Azula fell silent, pressing her palm into the small of Katara's back. "I can't lose you both."
"Then take this piece of me with you. Katara pressed a bead and shell necklace into Azula's hand. "It belonged to my mother before me, and to Kanna before that. All our hopes go with you."
Azula kissed Katara's cheeks, then her lips. They lingered until their lungs burned. As they parted, a thin line of spittle drew out then broke.
Katara fought back the tears. "You have the hardest job of us. You have to live, to keep moving forward. Yue and I, we'll watch over you."
"I love you more than life itself. If only, if only we had more time."
"Go. Be our Avatar."
Katara watched the men arrayed in their ranks, teeth chattering in the cold. Azula strutted in front of them. The princess's natural charisma inspired even from afar. The men who had been on the verge of forsaking their oaths and casting away all the bonds of the tribe would stand with their shields locked together.

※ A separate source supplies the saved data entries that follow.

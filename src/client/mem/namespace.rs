use std::collections::BTreeSet;
use std::collections::HashMap;
use std::collections::HashSet;
use std::sync::Arc;

use bytes::Bytes;
use parking_lot::Mutex;
use tokio::sync::mpsc;
use tracing::debug;
use tracing::info;
use tracing::trace;

use super::MemorySession;
use crate::client::CreateMode;
use crate::client::Notification;
use crate::client::NotificationReceiver;
use crate::client::NotificationSender;
use crate::client::RemoteResult;
use crate::client::SessionState;
use crate::client::Stat;
use crate::client::WatchedEvent;
use crate::client::WatchedEventKind;
use crate::constants::PERSISTENT_OWNER;
use crate::constants::RESERVED_PATH;
use crate::constants::RESERVED_QUOTA_PATH;
use crate::constants::ROOT_PATH;
use crate::constants::SEQUENTIAL_SUFFIX_WIDTH;
use crate::path::get_parent;
use crate::path::is_valid_absolute_path;
use crate::path::node_name;
use crate::utils::time::now_millis;
use crate::RemoteError;

#[derive(Debug, Clone)]
struct ZNode {
    data: Bytes,
    stat: Stat,
    children: BTreeSet<String>,
}

#[derive(Debug, Clone, Copy, PartialEq, Eq)]
enum Liveness {
    Connected,
    Disconnected,
    Expired,
}

#[derive(Debug)]
struct SessionEntry {
    sender: NotificationSender,
    liveness: Liveness,
    /// Number of upcoming calls that fail with `ConnectionLoss`
    injected_failures: usize,
}

/// Watch table: path -> sessions holding a one-shot watch on it
type WatchTable = HashMap<String, HashSet<i64>>;

#[derive(Debug)]
pub(super) struct NamespaceState {
    nodes: HashMap<String, ZNode>,
    zxid: i64,
    next_session_id: i64,
    sessions: HashMap<i64, SessionEntry>,
    data_watches: WatchTable,
    child_watches: WatchTable,
}

/// Shared in-memory namespace; clones refer to the same tree.
#[derive(Debug, Clone)]
pub struct MemoryNamespace {
    state: Arc<Mutex<NamespaceState>>,
}

impl Default for MemoryNamespace {
    fn default() -> Self {
        Self::new()
    }
}

impl MemoryNamespace {
    /// A freshly initialized namespace holding `/`, `/zookeeper` and
    /// `/zookeeper/quota`.
    pub fn new() -> Self {
        let mut state = NamespaceState {
            nodes: HashMap::new(),
            zxid: 0,
            next_session_id: 0x1000,
            sessions: HashMap::new(),
            data_watches: HashMap::new(),
            child_watches: HashMap::new(),
        };
        state.nodes.insert(
            ROOT_PATH.to_string(),
            ZNode {
                data: Bytes::new(),
                stat: Stat::default(),
                children: BTreeSet::new(),
            },
        );
        for reserved in [RESERVED_PATH, RESERVED_QUOTA_PATH] {
            // Parents exist and nothing is watched yet
            let _ = state.create_node(reserved, &[], CreateMode::Persistent, PERSISTENT_OWNER);
        }

        Self {
            state: Arc::new(Mutex::new(state)),
        }
    }

    /// Opens a new session and returns its client handle together with the
    /// stream of notifications addressed to it.
    pub fn connect(&self) -> (MemorySession, NotificationReceiver) {
        let (sender, receiver) = mpsc::unbounded_channel();
        let mut state = self.state.lock();
        let id = state.next_session_id;
        state.next_session_id += 1;
        state.sessions.insert(
            id,
            SessionEntry {
                sender,
                liveness: Liveness::Connected,
                injected_failures: 0,
            },
        );
        debug!(session_id = id, "Session connected");

        (MemorySession::new(id, self.clone()), receiver)
    }

    /// Ends a session for good: its watches are dropped, its ephemeral nodes
    /// are deleted (firing watches held by other sessions) and it receives
    /// `SessionState::Expired`.
    pub fn expire_session(
        &self,
        session_id: i64,
    ) {
        let mut guard = self.state.lock();
        let state = &mut *guard;
        let Some(entry) = state.sessions.get_mut(&session_id) else {
            return;
        };
        if entry.liveness == Liveness::Expired {
            return;
        }
        entry.liveness = Liveness::Expired;
        let _ = entry.sender.send(Notification::Session(SessionState::Expired));

        for table in [&mut state.data_watches, &mut state.child_watches] {
            table.retain(|_, sessions| {
                sessions.remove(&session_id);
                !sessions.is_empty()
            });
        }

        // Ephemerals are leaves
        let mut owned: Vec<String> = state
            .nodes
            .iter()
            .filter(|(_, n)| n.stat.ephemeral_owner == session_id)
            .map(|(p, _)| p.clone())
            .collect();
        owned.sort_by(|a, b| b.cmp(a));
        for path in owned {
            let _ = state.delete_node(&path, None);
        }

        info!(session_id, "Session expired");
    }

    /// Drops the connection of a session without expiring it. Watches stay
    /// armed; calls fail with `ConnectionLoss` until [`reconnect`](Self::reconnect).
    pub fn disconnect(
        &self,
        session_id: i64,
    ) {
        self.set_liveness(session_id, Liveness::Disconnected, SessionState::Disconnected);
    }

    pub fn reconnect(
        &self,
        session_id: i64,
    ) {
        self.set_liveness(session_id, Liveness::Connected, SessionState::SyncConnected);
    }

    /// Makes the next `count` calls of the session fail with `ConnectionLoss`.
    pub fn inject_connection_loss(
        &self,
        session_id: i64,
        count: usize,
    ) {
        if let Some(entry) = self.state.lock().sessions.get_mut(&session_id) {
            entry.injected_failures += count;
        }
    }

    /// Whether `session_id` currently holds a data watch on `path`
    pub fn has_data_watch(
        &self,
        session_id: i64,
        path: &str,
    ) -> bool {
        let state = self.state.lock();
        state.data_watches.get(path).is_some_and(|s| s.contains(&session_id))
    }

    /// Whether `session_id` currently holds a child watch on `path`
    pub fn has_child_watch(
        &self,
        session_id: i64,
        path: &str,
    ) -> bool {
        let state = self.state.lock();
        state.child_watches.get(path).is_some_and(|s| s.contains(&session_id))
    }

    /// All node paths, sorted
    pub fn paths(&self) -> BTreeSet<String> {
        self.state.lock().nodes.keys().cloned().collect()
    }

    fn set_liveness(
        &self,
        session_id: i64,
        liveness: Liveness,
        announce: SessionState,
    ) {
        let mut state = self.state.lock();
        if let Some(entry) = state.sessions.get_mut(&session_id) {
            if entry.liveness == Liveness::Expired || entry.liveness == liveness {
                return;
            }
            entry.liveness = liveness;
            let _ = entry.sender.send(Notification::Session(announce));
            debug!(session_id, ?announce, "Session state changed");
        }
    }

    /// Runs `f` on the locked state after admitting the call for `session_id`.
    pub(super) fn with_session<T>(
        &self,
        session_id: i64,
        f: impl FnOnce(&mut NamespaceState) -> RemoteResult<T>,
    ) -> RemoteResult<T> {
        let mut state = self.state.lock();
        state.admit(session_id)?;
        f(&mut state)
    }
}

impl NamespaceState {
    fn admit(
        &mut self,
        session_id: i64,
    ) -> RemoteResult<()> {
        let entry = self.sessions.get_mut(&session_id).ok_or(RemoteError::SessionExpired)?;
        match entry.liveness {
            Liveness::Expired => Err(RemoteError::SessionExpired),
            Liveness::Disconnected => Err(RemoteError::ConnectionLoss),
            Liveness::Connected if entry.injected_failures > 0 => {
                entry.injected_failures -= 1;
                Err(RemoteError::ConnectionLoss)
            }
            Liveness::Connected => Ok(()),
        }
    }

    pub(super) fn exists(
        &mut self,
        session_id: i64,
        path: &str,
        watch: bool,
    ) -> RemoteResult<Option<Stat>> {
        check_path(path)?;
        if watch {
            arm(&mut self.data_watches, path, session_id);
        }
        Ok(self.nodes.get(path).map(|n| n.stat))
    }

    pub(super) fn get_children(
        &mut self,
        session_id: i64,
        path: &str,
        watch: bool,
    ) -> RemoteResult<Vec<String>> {
        check_path(path)?;
        let node = self.nodes.get(path).ok_or_else(|| RemoteError::NoNode(path.to_string()))?;
        let children = node.children.iter().cloned().collect();
        if watch {
            arm(&mut self.child_watches, path, session_id);
        }
        Ok(children)
    }

    pub(super) fn get_data(
        &mut self,
        session_id: i64,
        path: &str,
        watch: bool,
    ) -> RemoteResult<(Bytes, Stat)> {
        check_path(path)?;
        let node = self.nodes.get(path).ok_or_else(|| RemoteError::NoNode(path.to_string()))?;
        let result = (node.data.clone(), node.stat);
        if watch {
            arm(&mut self.data_watches, path, session_id);
        }
        Ok(result)
    }

    pub(super) fn create_node(
        &mut self,
        path: &str,
        data: &[u8],
        mode: CreateMode,
        session_id: i64,
    ) -> RemoteResult<String> {
        check_path(path)?;
        let parent_path = get_parent(path)
            .ok_or_else(|| RemoteError::BadArguments("cannot create the root node".to_string()))?
            .to_string();
        let parent = self
            .nodes
            .get(&parent_path)
            .ok_or_else(|| RemoteError::NoNode(parent_path.clone()))?;
        if parent.stat.is_ephemeral() {
            return Err(RemoteError::NoChildrenForEphemerals(parent_path));
        }

        let realized = if mode.is_sequential() {
            format!(
                "{path}{:0width$}",
                parent.stat.cversion,
                width = SEQUENTIAL_SUFFIX_WIDTH
            )
        } else {
            path.to_string()
        };
        if self.nodes.contains_key(&realized) {
            return Err(RemoteError::NodeExists(realized));
        }

        self.zxid += 1;
        let now = now_millis();
        let stat = Stat {
            czxid: self.zxid,
            mzxid: self.zxid,
            ctime: now,
            mtime: now,
            version: 0,
            cversion: 0,
            ephemeral_owner: if mode.is_ephemeral() {
                session_id
            } else {
                PERSISTENT_OWNER
            },
            data_length: data.len() as i32,
            num_children: 0,
        };
        self.nodes.insert(
            realized.clone(),
            ZNode {
                data: Bytes::copy_from_slice(data),
                stat,
                children: BTreeSet::new(),
            },
        );
        if let Some(parent) = self.nodes.get_mut(&parent_path) {
            parent.children.insert(node_name(&realized).to_string());
            parent.stat.cversion += 1;
            parent.stat.num_children += 1;
        }
        trace!(path = %realized, ?mode, zxid = self.zxid, "Node created");

        self.trigger(&realized, WatchedEventKind::NodeCreated, &[WatchKind::Data]);
        self.trigger(
            &parent_path,
            WatchedEventKind::NodeChildrenChanged,
            &[WatchKind::Child],
        );
        Ok(realized)
    }

    pub(super) fn set_data(
        &mut self,
        path: &str,
        data: &[u8],
        version: i32,
    ) -> RemoteResult<Stat> {
        check_path(path)?;
        let node = self
            .nodes
            .get_mut(path)
            .ok_or_else(|| RemoteError::NoNode(path.to_string()))?;
        if version != -1 && version != node.stat.version {
            return Err(RemoteError::BadVersion {
                path: path.to_string(),
                expected: version,
                actual: node.stat.version,
            });
        }
        self.zxid += 1;
        node.data = Bytes::copy_from_slice(data);
        node.stat.version += 1;
        node.stat.mzxid = self.zxid;
        node.stat.mtime = now_millis();
        node.stat.data_length = data.len() as i32;
        let stat = node.stat;
        trace!(path, version = stat.version, "Node data set");

        self.trigger(path, WatchedEventKind::NodeDataChanged, &[WatchKind::Data]);
        Ok(stat)
    }

    pub(super) fn delete_node(
        &mut self,
        path: &str,
        version: Option<i32>,
    ) -> RemoteResult<()> {
        check_path(path)?;
        let parent_path = get_parent(path)
            .ok_or_else(|| RemoteError::BadArguments("cannot delete the root node".to_string()))?
            .to_string();
        let node = self.nodes.get(path).ok_or_else(|| RemoteError::NoNode(path.to_string()))?;
        if let Some(expected) = version {
            if expected != node.stat.version {
                return Err(RemoteError::BadVersion {
                    path: path.to_string(),
                    expected,
                    actual: node.stat.version,
                });
            }
        }
        if !node.children.is_empty() {
            return Err(RemoteError::NotEmpty(path.to_string()));
        }

        self.zxid += 1;
        self.nodes.remove(path);
        if let Some(parent) = self.nodes.get_mut(&parent_path) {
            parent.children.remove(node_name(path));
            parent.stat.cversion += 1;
            parent.stat.num_children -= 1;
        }
        trace!(path, zxid = self.zxid, "Node deleted");

        self.trigger(
            path,
            WatchedEventKind::NodeDeleted,
            &[WatchKind::Data, WatchKind::Child],
        );
        self.trigger(
            &parent_path,
            WatchedEventKind::NodeChildrenChanged,
            &[WatchKind::Child],
        );
        Ok(())
    }

    /// Consumes the one-shot watches of the given kinds on `path` and delivers
    /// a single notification per session.
    fn trigger(
        &mut self,
        path: &str,
        kind: WatchedEventKind,
        tables: &[WatchKind],
    ) {
        let mut targets = HashSet::new();
        for table in tables {
            let watches = match table {
                WatchKind::Data => &mut self.data_watches,
                WatchKind::Child => &mut self.child_watches,
            };
            if let Some(sessions) = watches.remove(path) {
                targets.extend(sessions);
            }
        }

        for session_id in targets {
            if let Some(entry) = self.sessions.get(&session_id) {
                if entry.liveness == Liveness::Expired {
                    continue;
                }
                let _ = entry.sender.send(Notification::Node(WatchedEvent {
                    kind,
                    path: path.to_string(),
                }));
                trace!(session_id, path, ?kind, "Watch fired");
            }
        }
    }
}

#[derive(Debug, Clone, Copy)]
enum WatchKind {
    Data,
    Child,
}

fn arm(
    table: &mut WatchTable,
    path: &str,
    session_id: i64,
) {
    table.entry(path.to_string()).or_default().insert(session_id);
}

fn check_path(path: &str) -> RemoteResult<()> {
    if is_valid_absolute_path(path) {
        Ok(())
    } else {
        Err(RemoteError::BadArguments(format!("invalid path {path:?}")))
    }
}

It was like a hot knife in Katara's chest. She turned and stumbled away, unable to bear watching any longer. She could not bear to leave Azula. But she could not stay. If Azula could hold her head high and do her duty, then so must Katara.
Katara met the other princess who'd so ensnared her heart on the way back to her commando team. Yue's eyes fell on the dried blood on Katara's hands, and thus Katara was transfixed. The pregnant silence drew on until finally Yue said, "Is there no other way?"
Katara's voice came out small, like a child's, despite herself: "My word is all I have. I will not go back on it."
"There must be some other way. How could any man let a girl go in their place? It's awful, shameful–"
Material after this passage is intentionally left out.